Our beloved Malcolm X reminded us that “If you’re not careful, the newspapers will have you hating the people who are being oppressed, and loving the people who are doing the oppressing.” The recent coverage by the mainstream media has divorced recent events in Palestine-Israel from a historical perspective. That is, the root cause has been overlooked and removed from the dominant narrative. It has been omitted in the mainstream media that for years, the United Nations (UN) and other Human Rights organizations have referred to Gaza as an “open air prison.” Even more, the UN has declared Gaza to be unlivable by 2020. A Palestinian Professor and Scholar of Africana Studies at Rutgers University revealed that:

Two million Palestinians in Gaza, a 140-square mile Mediterranean coastal enclave, have been besieged by a comprehensive naval blockade and land siege imposed by Israel for 16 years. The UN and humanitarian organizations have condemned the blockade as illegal and described its impact as “catastrophic”. In 2015, a UN Agency predicted that Gaza would be unlivable by 2020 due to a lack of hygiene, access to clean water, and food shortages caused by Israel. Today, more than a quarter of all reported diseases in Gaza are caused by poor water quality and access. Fifty-three percent of the population is living below the poverty line and dependence on food aid for survival has increased from less than 10 percent in 2000 to an estimated 70 percent in 2017. Between the fall of 2016 and the summer of 2017, 186 facilities providing health, water, sanitation, and solid waste collection services were shut down due to power shortages due to the siege and blockade.
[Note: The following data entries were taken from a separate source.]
//! Phonon sections of .phonon files: the unit cell, the reference structure,
//! and one block of frequencies and eigenvectors per q-point.

use std::io::{BufRead, ErrorKind};

use log::{debug, info};
use num_complex::Complex64;
use xtal::{Atom, Lattice, Supercell, Vec3, fcoord, is_int};

use crate::{
    AtomSetCollection, Config, ParseError, lines::LineReader,
    transform::phonon_vector,
};

/// per-site data that only the phonon reader needs
#[derive(Clone, Copy, Debug, PartialEq)]
pub struct PhononAtomExtra {
    /// atomic mass in amu
    pub mass: f32,
}

/// A q-point header, `q-pt= 1 0.0 0.0 0.0 ...`, after it has been counted
#[derive(Clone, Debug, PartialEq)]
pub struct QPoint {
    /// the q-point number as written in the file
    pub label: String,
    pub vector: Vec3,

    /// 1 for the first of a run of headers with the same label, 2 for the
    /// second, and so on
    pub occurrence: usize,

    /// `{1/4 0 0}` when the components are twelfths, otherwise the literal
    /// components in braces
    pub fcoord: String,
}

impl QPoint {
    pub fn is_gamma(&self) -> bool {
        self.vector.norm() == 0.0
    }

    pub fn is_repeat(&self) -> bool {
        self.occurrence > 1
    }
}

#[derive(Clone, Debug, PartialEq)]
pub enum Decision {
    /// rejected by the filter or the supercell before the q-point was noted
    Filtered,

    /// rejected, possibly after noting the q-point
    Rejected { note: bool },

    /// read the block, describing its modes with `qname`
    Accepted { qname: String, note: bool },
}

/// The state carried from one phonon section to the next
#[derive(Debug, Default)]
pub struct PhononParseSession {
    last_label: Option<String>,
    occurrence: usize,
    have_phonons: bool,
    have_cell: bool,
    supercell: Option<Supercell>,
    supercell_logged: bool,

    /// fractional positions of the unique sites, before any supercell
    /// expansion
    reference: Vec<Vec3>,
    extra: Vec<PhononAtomExtra>,

    /// running vibration count across every q-point in the file
    vibration_number: usize,
}

impl PhononParseSession {
    pub fn new(supercell: Option<Supercell>) -> Self {
        Self {
            supercell,
            ..Default::default()
        }
    }

    /// number of unique sites, which is also the number of eigenvector lines
    /// per mode
    pub fn base_count(&self) -> usize {
        self.reference.len()
    }

    pub fn extra(&self) -> &[PhononAtomExtra] {
        &self.extra
    }

    pub fn vibration_number(&self) -> usize {
        self.vibration_number
    }

    /// ` Unit cell vectors (A)` followed by three vectors
    pub fn read_unit_cell<R: BufRead>(
        &mut self,
        lines: &mut LineReader<R>,
        asc: &mut AtomSetCollection,
    ) -> Result<(), ParseError> {
        let bohr = lines.contains("bohr");
        let [a, b, c] = lines.read_vectors(bohr)?;
        asc.set_space_group("P1");
        asc.set_lattice(Lattice::from_vectors(a, b, c));
        self.have_cell = true;
        Ok(())
    }

    /// ` Fractional Co-ordinates` followed by `index x y z symbol mass` rows
    /// up to `END header`
    pub fn read_fractional_coords<R: BufRead>(
        &mut self,
        lines: &mut LineReader<R>,
        asc: &mut AtomSetCollection,
    ) -> Result<(), ParseError> {
        asc.set_fractional(true);
        self.extra.clear();
        while lines.next_line()? && !lines.contains("END") {
            let [x, y, z] = lines.float_fields(1)?;
            let atom = Atom::new(lines.field(4)?, x, y, z);
            let mass = lines.float_field(5)?;
            asc.add_atom(atom);
            self.extra.push(PhononAtomExtra { mass: mass as f32 });
        }
        self.reference = asc
            .current()
            .map(|s| s.atoms.iter().map(|a| a.coord).collect())
            .unwrap_or_default();
        debug!("read {} phonon sites", self.reference.len());
        Ok(())
    }

    /// count a q-point header with number `label`, components `raw`, and
    /// parsed vector `vector`
    pub fn observe(
        &mut self,
        label: &str,
        raw: [&str; 3],
        vector: Vec3,
    ) -> QPoint {
        let repeat = self.last_label.as_deref() == Some(label);
        self.occurrence = if repeat { self.occurrence + 1 } else { 1 };
        self.last_label = Some(label.to_owned());
        let twelfths = vector.iter().all(|q| is_int(q * 12.0));
        let fcoord = if self.have_cell && twelfths {
            format!("{{{}}}", fcoord(&vector))
        } else {
            format!("{{{} {} {}}}", raw[0], raw[1], raw[2])
        };
        QPoint {
            label: label.to_owned(),
            vector,
            occurrence: self.occurrence,
            fcoord,
        }
    }

    /// Decide whether the modes at `q` should be read. An explicit `Q=` filter
    /// is tried first, as `Q=fcoord.n`, `Q=label.n`, and then, for the first
    /// listing only, bare `Q=fcoord` and `Q=label`. Without a match, a
    /// configured supercell accepts any q-point commensurate with it. With
    /// neither, only Gamma is read. After the first accepted q-point every
    /// other one is rejected unless `Q=ALL` was given.
    ///
    /// With three or more consecutive listings of one q-point, the `.n`
    /// suffix and the bare-label fallbacks can disagree with what a user
    /// expects; the order above is kept as is.
    pub fn accept(&mut self, q: &QPoint, config: &Config) -> Decision {
        let filter = &config.filter;
        let mut fcoord = q.fcoord.clone();
        let mut ok = filter.all_q;
        let second = q.is_repeat();
        if !ok && filter.has_key("Q=") {
            if let Some(d) = &filter.desired_q
                && (d.vector - q.vector).norm() < 0.001
            {
                fcoord = d.label.clone();
            }
            let n = q.occurrence;
            let label = &q.label;
            ok = filter.has_key(&format!("Q={fcoord}.{n};"))
                || filter.has_key(&format!("Q={label}.{n};"))
                || !second && filter.has_key(&format!("Q={fcoord};"))
                || !second && filter.has_key(&format!("Q={label};"));
            if !ok {
                debug!("q-pt {} {fcoord} does not match {filter}", q.label);
                return Decision::Filtered;
            }
        }
        if let Some(sc) = &self.supercell
            && !ok
            && !second
        {
            if !self.supercell_logged {
                info!("using supercell {:?}", sc.n);
                self.supercell_logged = true;
            }
            if !sc.accepts(&q.vector) {
                debug!("q-pt {} is not commensurate with {:?}", q.label, sc.n);
                return Decision::Filtered;
            }
            ok = true;
        }
        let note = self.supercell.is_none() || !self.have_phonons;
        if !ok && second {
            return Decision::Rejected { note };
        }
        if !ok && self.supercell.is_none() != q.is_gamma() {
            return Decision::Rejected { note };
        }
        if self.have_phonons && !filter.all_q {
            return Decision::Rejected { note };
        }
        self.have_phonons = true;
        Decision::Accepted {
            qname: format!("q={} {fcoord}", q.label),
            note,
        }
    }

    /// handle a `q-pt=` line: count it, decide whether to read it, and read
    /// its frequencies and eigenvectors if so. `include` is consulted for
    /// every vibration number
    pub fn read_qpoint<R: BufRead>(
        &mut self,
        lines: &mut LineReader<R>,
        asc: &mut AtomSetCollection,
        config: &Config,
        include: &dyn Fn(usize) -> bool,
    ) -> Result<(), ParseError> {
        let label = lines.field(1)?.to_owned();
        let raw = [lines.field(2)?, lines.field(3)?, lines.field(4)?];
        let [x, y, z] = lines.float_fields(2)?;
        let q = self.observe(&label, raw, Vec3::new(x, y, z));
        let (qname, note) = match self.accept(&q, config) {
            Decision::Filtered => return Ok(()),
            Decision::Rejected { note } => (None, note),
            Decision::Accepted { qname, note } => (Some(qname), note),
        };
        if note {
            asc.append_note(lines.line().trim());
        }
        let Some(qname) = qname else {
            return Ok(());
        };
        info!("reading phonons at {qname}");
        asc.realize(self.supercell.as_ref());
        self.read_frequencies(lines, asc, config, &q, &qname, include)
    }

    /// read the frequencies following an accepted q-point header, then one
    /// eigenvector line per site for each mode
    fn read_frequencies<R: BufRead>(
        &mut self,
        lines: &mut LineReader<R>,
        asc: &mut AtomSetCollection,
        config: &Config,
        q: &QPoint,
        qname: &str,
        include: &dyn Fn(usize) -> bool,
    ) -> Result<(), ParseError> {
        let qvec = (!q.is_gamma()).then_some(q.vector);
        let mut freqs = Vec::new();
        while lines.next_line()? && !lines.contains("Phonon") {
            freqs.push(lines.float_field(1)?);
        }
        // column headings
        lines.skip(1)?;
        asc.set_collection_name(qname);
        let base_count = self.base_count();
        for freq in freqs {
            self.vibration_number += 1;
            if !include(self.vibration_number) {
                lines.skip(base_count)?;
                continue;
            }
            if config.single_vibration().is_none() && !config.trajectory {
                asc.clone_last_atom_set(base_count, &self.reference);
                asc.realize(self.supercell.as_ref());
            }
            for j in 0..base_count {
                if !lines.next_line()? {
                    return Err(ParseError::Io(
                        ErrorKind::UnexpectedEof,
                        format!("missing eigenvector for mode {freq}"),
                    ));
                }
                let [_, _, xr, xi, yr, yi, zr, zi] = lines.float_fields(0)?;
                let data = [
                    Complex64::new(xr, xi),
                    Complex64::new(yr, yi),
                    Complex64::new(zr, zi),
                ];
                let mass = self.extra.get(j).map_or(1.0, |e| e.mass);
                let atoms = &asc.current_mut().atoms;
                let vibs: Vec<_> = atoms
                    .iter()
                    .enumerate()
                    .skip(j)
                    .filter(|(_, a)| a.atom_site == j)
                    .map(|(k, a)| {
                        let mut td = a.coord - atoms[a.atom_site].coord;
                        if let Some(sc) = &self.supercell {
                            td = sc.transform_point(&td);
                        }
                        (k, phonon_vector(&data, qvec.as_ref(), &td, mass))
                    })
                    .collect();
                for (k, vib) in vibs {
                    asc.add_vibration(k, vib);
                }
            }
            asc.set_frequency(self.vibration_number, freq, "cm-1");
            let label = format_decimal(freq, 2);
            asc.set_name(format!("{label} cm-1 {qname}"));
            if config.trajectory {
                asc.push_trajectory_step();
            }
        }
        Ok(())
    }
}

/// `x` to `digits` decimal places, rounding halves away from zero
fn format_decimal(x: f64, digits: usize) -> String {
    let scale = 10f64.powi(digits as i32);
    format!("{:.*}", digits, (x * scale).round() / scale)
}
It cannot be overlooked that Palestinans have faced a brutal and genocidal occupation since 1948 that imprisons and tortures them, restricts their movements, demolishes their homes, prevents them from having access to places of worship and basic necessities, and prevents any form of self-determination. More recently, between January and September of 2023 (nine months), Israel killed over 250 Palestinians, including 47 children. In 2018, when Palestinians peacefully marched in Gaza, hundreds were murdered by Israeli soldiers. In May 2021, the Israeli regime massacred 260 Palestinian people, part of Israel’s ongoing, repeated bombing campaigns with the genocidal intent to kill the Palestinian population—followed by bombings in August 2022, May 2023, and more. Palestinian human rights defenders, activists, and journalists who dare to speak up often face arrest or imprisonment—or even assassination by the Israeli military, such as with beloved Palestinian-American journalist Shireen Abu Akleh. To exist as a Palestinian person in Palestine is to live a life of resistance against Israel’s daily, multifaceted violence.

NCEJN believes it is important to know that the struggle to end the inhumane treatment of Palestinians has been led by Palestinians themselves and supported by various other communities. For example, there is a long relationship of African American solidarity with Palestine from Malcolm X, to the Student Nonviolent Coordinating Committee, to the Black Panther Party, to individual activists like James Baldwin, June Jordan, and countless others. This historic solidarity has continued into the present with groups like the Dream Defenders, Black4Palestine, and Black Christians for Palestine to name a few. It is also important to note that there is a long history in the Jewish community opposing Israeli apartheid. Jewish Voice for Peace released a statement that should be studied and taken seriously.

We join the call of hundreds of organizations that for there to be any form of justice or peace in Palestine-Israel, the occupation must end and the $3 billion of our tax dollars to Israel must end. The United States is just as responsible as Israel for the genocide taking place in Palestine. Take action here. The environmental justice movement has to see itself as part of the movement for a Free Palestine.